A few weeks back, it was mending horse blankets—one horse blanket, to be more specific. The old mare is too thin to keep up her body heat now that it’s gotten colder, and we don’t want any of those precious calories to be wasted in shivering (which is how animals keep warm). It had been a long time since we needed to blanket a horse for winter, since healthy animals will do fine even in quite low temperatures as long as they have plenty of food and water. But an older animal, and especially a thin older animal, may not do as well.

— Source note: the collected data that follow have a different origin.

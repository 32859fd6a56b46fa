//! Gradient command implementation
//!
//! Seeds one independent variable per coordinate with `make_vars` and
//! differentiates the Euclidean norm.

use dual_core::{make_vars, sqrt, Dual};
use tracing::{debug, info};

use crate::{CliConfig, CliError, Result};

/// sqrt(x1^2 + ... + xn^2), whose gradient is x / |x| at x != 0.
///
/// Returns `None` when `vars` is empty.
pub fn euclidean_norm(vars: &[Dual]) -> Option<Dual> {
    let (first, rest) = vars.split_first()?;
    let sum_of_squares = rest.iter().fold(first * first, |acc, v| acc + v * v);
    Some(sqrt(sum_of_squares))
}

/// Run the gradient command
pub fn run(at: &[f64], seed: Option<&[f64]>, config: &CliConfig) -> Result<()> {
    info!("Differentiating Euclidean norm at {:?}", at);
    if let Some(seed) = seed {
        debug!("Seed: {:?}", seed);
    }

    let vars = make_vars(at, seed)?;
    let f = euclidean_norm(&vars)
        .ok_or_else(|| CliError::InvalidArgument("--at needs at least one value".to_string()))?;

    println!("f(x)   = sqrt(sum(x_i^2))");
    println!("value  = {:.*}", config.precision, f.value());
    println!("grad f = {:.*}", config.precision, f.derivative());

    Ok(())
}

So we got out the measuring tape—horse blankets, just like people clothes, come in different sizes. You measure a horse from middle of the chest to midpoint between the hind legs, and that gives you the blanket size. Sienna looked to be a size 72, so off we went to buy a nice thick winter blanket. We brought it home, made sure it fit, and relaxed in the secure knowledge that she would be cozy even on cold nights. It was even a good color for the old palomino mare, being a nice deep green. Quite stylish, we thought. Sienna had no comment, beyond twitching an ear when we buckled it on.

The mare and the blanket seemed to be compatible for about a week of cold, windy and wet weather. Then we had a warm spell, so I took the blanket off and hung it on the gate. She had been wet when we put it on, and I wanted to give her a chance to dry, as a wet horse wearing a blanket can rub sore spots or even get a skin infection. Oddly enough, the sight of the blanket hanging on the gate was upsetting to her; she fussed and snorted and spooked at it for most of a day. I didn’t think anything of it—horses often take umbrage at things they’ve seen before. When the weather turned cold again, she didn’t want to wear it, jumping out from under it, rolling her eyes and generally acting like a complete nitwit. Ultimately, the humans prevailed, and she sulkily ate her hay, once more in appropriate cold weather fashion gear.

I suppose I should not have been surprised to go out two days later and find over a dozen rips in the blanket. Now, maybe I do her an injustice—it could be she was just itchy. Or maybe she got in a squabble with her boyfriend, who lives on the other side of the fence. But the location of the tears certainly made it look as though she had deliberately walked up and down next to the fence, snagging herself on the sharp points and trying to shred her fancy new blanket.

So I took it off, hosed it down to get the big chunks of mud off, and ran it through the washing machine. Then I wrestled with it until all the big rips were fixed and the padding inside was no longer leaking out. I put it back on the old mare and congratulated myself on my talents. Two days later it was shredded again.

Stupid old mare—you can just wear a holey blanket.